Lectio. Leggiamo le beatitudini

Gesù, con i suoi discepoli, percorreva tutta la Galilea, insegnando nelle sinagoghe (luoghi di istruzione e di preghiera) e predicando l’evangelo del Regno, cioè l’annuncio della salvezza, che si incentra su di lui, e curando ogni sorta di malattie e di infermità nel popolo. La sua fama si sparse per tutta la Siria e così condussero a lui tutti i malati, tormentati da varie malattie e dolori, indemoniati, epilettici e paralitici; ed egli li guariva. E grandi folle cominciarono a seguirlo dalla Galilea, dalla Decapoli (il complesso di dieci città ad est del Giordano, amministrate dal governatore della Siria, da Gerusalemme, dalla Giudea e da oltre il Giordano.

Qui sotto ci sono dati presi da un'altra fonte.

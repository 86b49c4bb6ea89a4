use std::collections::HashMap;
use std::sync::atomic::{AtomicUsize, Ordering};

use parking_lot::RwLock;

use crate::error::Result;
use crate::frame::FrameId;
use crate::state::Stamp;
use crate::types::Iso3;

/// Ground transforms already computed against a state, keyed by frame.
///
/// Each frame holds at most one entry, tagged with the stamp it was
/// computed under. An entry is only ever returned for an exact stamp
/// match; a newer computation simply overwrites it. Nothing is evicted
/// otherwise, so the cache should live exactly as long as the state
/// snapshot that owns it.
///
/// Lookups take a shared lock. Transforms are computed with no lock
/// held, and the exclusive lock is only taken to store each result.
#[derive(Default)]
pub struct TransformCache {
    entries: RwLock<HashMap<FrameId, (Stamp, Iso3)>>,
    hits: AtomicUsize,
    misses: AtomicUsize,
}

impl TransformCache {
    pub fn new() -> TransformCache {
        TransformCache::default()
    }

    /// Entry for exactly `(frame, stamp)`. Counts as a hit when found.
    pub fn get(&self, frame: FrameId, stamp: Stamp) -> Option<Iso3> {
        let found = match self.entries.read().get(&frame) {
            Some(&(entry_stamp, transform)) if entry_stamp == stamp => Some(transform),
            _ => None,
        };
        if found.is_some() {
            self.hits.fetch_add(1, Ordering::Relaxed);
        }
        found
    }

    /// Store a freshly computed transform. Counts as a miss.
    pub fn insert(&self, frame: FrameId, stamp: Stamp, transform: Iso3) {
        self.misses.fetch_add(1, Ordering::Relaxed);
        let mut entries = self.entries.write();
        match entries.get(&frame) {
            // Another thread may have raced us to a newer stamp; keep theirs.
            Some(&(entry_stamp, _)) if entry_stamp > stamp => {}
            _ => {
                entries.insert(frame, (stamp, transform));
            }
        }
    }

    /// Return the entry for `(frame, stamp)`, computing and storing it
    /// on a miss. Errors from `calc` are passed through and nothing is stored.
    pub fn get_or_insert_with<F>(&self, frame: FrameId, stamp: Stamp, calc: F) -> Result<Iso3>
    where
        F: FnOnce() -> Result<Iso3>,
    {
        if let Some(transform) = self.get(frame, stamp) {
            return Ok(transform);
        }
        let transform = calc()?;
        self.insert(frame, stamp, transform);
        Ok(transform)
    }

    pub fn hits(&self) -> usize {
        self.hits.load(Ordering::Relaxed)
    }

    /// Number of times a transform actually had to be computed.
    pub fn misses(&self) -> usize {
        self.misses.load(Ordering::Relaxed)
    }

    pub fn len(&self) -> usize {
        self.entries.read().len()
    }

    pub fn is_empty(&self) -> bool {
        self.len() == 0
    }

    pub fn clear(&self) {
        self.entries.write().clear();
    }
}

Vedendo le folle, Gesù salì su una montagna nei pressi di Cafarnao e, messosi a sedere, iniziò ad insegnare.

Il fatto che il discorso sia ambientato sulla montagna, gli conferisce un’importanza speciale. Significa il luogo della rivelazione divina, come lo era già stato il Sinai per Israele. Anche la parola di Gesù risuona dal monte. Annotiamo un altro particolare, Gesù parla stando seduto: si tratta della posizione del maestro e la sua parola ha un timbro autorevole. Il suo dire è, in realtà un insegnamento ) per insegnamento si intende il termine tecnico per indicare l’interpretazione della parola normativa di Dio contenuta nelle Sacre Scritture dell’A.T.).

Gesù svela il senso vero e ultimo della volontà di Dio Padre. Egli ne è l’interprete autorizzato. Ogni uomo vi si trova responsabilizzato: non può accogliere o rifiutare a piacimento la sua parola. Ogni uomo è interpellato a prendere posizione o rifiutare a piacimento la sua parola.

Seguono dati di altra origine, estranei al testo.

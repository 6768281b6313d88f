use actor_framework::mock::MockClient;
use actor_framework::ActorClient;
use order_pipeline::clients::{MenuClient, OrderClient, UserClient};
use order_pipeline::discovery::{ConnectionCache, InMemoryRegistry, ServiceInstance};
use order_pipeline::model::{
    CreateOrderRequest, MenuItem, MenuItemId, Order, OrderLine, User, UserId,
};
use order_pipeline::order_actor::OrderError;
use order_pipeline::order_service::OrderOrchestrator;
use order_pipeline::rpc::{serve, CatalogService, Network, UserDirectoryService};
use order_pipeline::validation::{RemoteCatalogValidator, RemoteUserValidator};
use std::sync::Arc;
use std::time::Duration;

type Orchestrator = OrderOrchestrator<RemoteUserValidator, RemoteCatalogValidator>;

/// Serves the user directory and the catalog over a private network, each backed by a
/// mocked store, and wires an orchestrator to them.
async fn orchestrator_over(
    users: &MockClient<User>,
    menu: &MockClient<MenuItem>,
    store: OrderClient,
) -> Orchestrator {
    let network = Network::new(Duration::from_secs(1));
    let registry = Arc::new(InMemoryRegistry::new());

    let listener = network.bind("10.1.0.1", 50051).await.unwrap();
    let directory = UserDirectoryService::new("user-service", UserClient::new(users.client()));
    tokio::spawn(serve(listener, Arc::new(directory)));
    registry
        .register(ServiceInstance::new("user-service", "10.1.0.1", 50051))
        .await;

    let listener = network.bind("10.1.0.2", 50052).await.unwrap();
    let catalog = CatalogService::new("menu-service", MenuClient::new(menu.client()));
    tokio::spawn(serve(listener, Arc::new(catalog)));
    registry
        .register(ServiceInstance::new("menu-service", "10.1.0.2", 50052))
        .await;

    let cache = Arc::new(ConnectionCache::new(registry, Arc::new(network)));
    OrderOrchestrator::new(
        RemoteUserValidator::new(cache.clone(), "user-service"),
        RemoteCatalogValidator::new(cache, "menu-service"),
        store,
    )
}

fn alice() -> User {
    User {
        id: UserId(1),
        name: "Alice".into(),
        email: "alice@example.com".into(),
        is_cafe_owner: false,
    }
}

fn latte(price: f64) -> MenuItem {
    MenuItem {
        id: MenuItemId(3),
        name: "Latte".into(),
        description: String::new(),
        price,
    }
}

/// Real Order actor, mocked user and menu stores behind real RPC servers.
#[tokio::test]
async fn test_order_actor_with_mocked_dependencies() {
    let mut users = MockClient::<User>::new();
    let mut menu = MockClient::<MenuItem>::new();
    users.expect_get(UserId(1)).return_ok(Some(alice()));
    menu.expect_get(MenuItemId(3)).return_ok(Some(latte(3.75)));

    let (order_actor, order_client) = order_pipeline::order_actor::new(8);
    tokio::spawn(order_actor.run());
    let orchestrator = orchestrator_over(&users, &menu, order_client.clone()).await;

    let order = orchestrator
        .create_order(CreateOrderRequest::new(1, vec![OrderLine::new(3, 4)]))
        .await
        .expect("Order creation failed");

    let stored = order_client
        .get(order.id)
        .await
        .unwrap()
        .expect("Order not stored");
    assert_eq!(stored, order);
    assert_eq!(stored.items[0].menu_item_name, "Latte");
    assert_eq!(stored.items[0].price, 3.75);
    assert_eq!(stored.total(), 15.0);

    users.verify();
    menu.verify();
}

#[tokio::test]
async fn test_missing_user_never_touches_catalog_or_store() {
    let mut users = MockClient::<User>::new();
    let menu = MockClient::<MenuItem>::new();
    let store = MockClient::<Order>::new();
    users.expect_get(UserId(5)).return_ok(None);

    let orchestrator = orchestrator_over(&users, &menu, OrderClient::new(store.client())).await;

    let err = orchestrator
        .create_order(CreateOrderRequest::new(5, vec![OrderLine::new(3, 1)]))
        .await
        .unwrap_err();
    assert_eq!(
        err,
        OrderError::InvalidArgument("user not found: not_found: user not found".into())
    );

    users.verify();
    menu.verify();
    store.verify();
}

#[tokio::test]
async fn test_catalog_failure_collapses_to_item_not_found() {
    let mut users = MockClient::<User>::new();
    let mut menu = MockClient::<MenuItem>::new();
    let store = MockClient::<Order>::new();
    users.expect_get(UserId(1)).return_ok(Some(alice()));
    menu.expect_get(MenuItemId(3))
        .return_err(actor_framework::FrameworkError::ActorClosed);

    let orchestrator = orchestrator_over(&users, &menu, OrderClient::new(store.client())).await;

    let err = orchestrator
        .create_order(CreateOrderRequest::new(1, vec![OrderLine::new(3, 1)]))
        .await
        .unwrap_err();
    match err {
        OrderError::InvalidArgument(reason) => {
            assert!(reason.starts_with("menu item 3 not found: internal:"), "{reason}");
        }
        other => panic!("expected invalid argument, got {other}"),
    }

    users.verify();
    menu.verify();
    store.verify();
}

Il movimento della scena è composto di quattro atti importanti: le cerchie degli ascoltatori, vale a dire i discepoli e la folla; il monte da cui scende la parola; l’atteggiamento di Gesù; la qualifica di insegnamento del suo parlare.

Il tutto può trascendere il puro dato cronachistico. I discepoli rappresentano i credenti della chiesa. La folla sullo sfondo è presente come uditrice, pronta alla fine a stupirsi. Costituendo la moltitudine dei potenziali discepoli, ai quali la chiesa è inviata in missione per portare l’insegnamento di Gesù.

In cosa consiste l’insegnamento? In sostanza Gesù indica come si dovrebbe vivere: non semplicemente in conformità ad una serie di regole, ma rivoluzionando interiormente il proprio atteggiamento e la propria mentalità. E la cosa straordinaria è che Gesù ha dato all’uomo la capacità di vivere questo ideale apparentemente impossibile. Le parole di Gesù sono enunciate con arte e potenza. Ci si accorge all’istante della divisione in due strofe, simmetricamente disposte:

La prima parte, vv.3-6, presenta quattro beatitudini; la promessa del regno ricorre all’inizio della prima strofa;

La seconda parte, vv.7-10, presenta altre quattro beatitudini, la promessa del regno, ribadito, alla fine della seconda; così il compimento della volontà di Dio (=la giustizia) specifica le beatitudini conclusive.

Meditatio:

Il soggetto è uno solo: Gesù. Le due strofe delle beatitudini hanno l’andamento di una sinfonia crescente di intensità man mano che Gesù le enuncia. Per l’uditorio non sono più semplici parole scandite, ma nell’animo diventano vive, fremono, commuovono, ridanno speranza.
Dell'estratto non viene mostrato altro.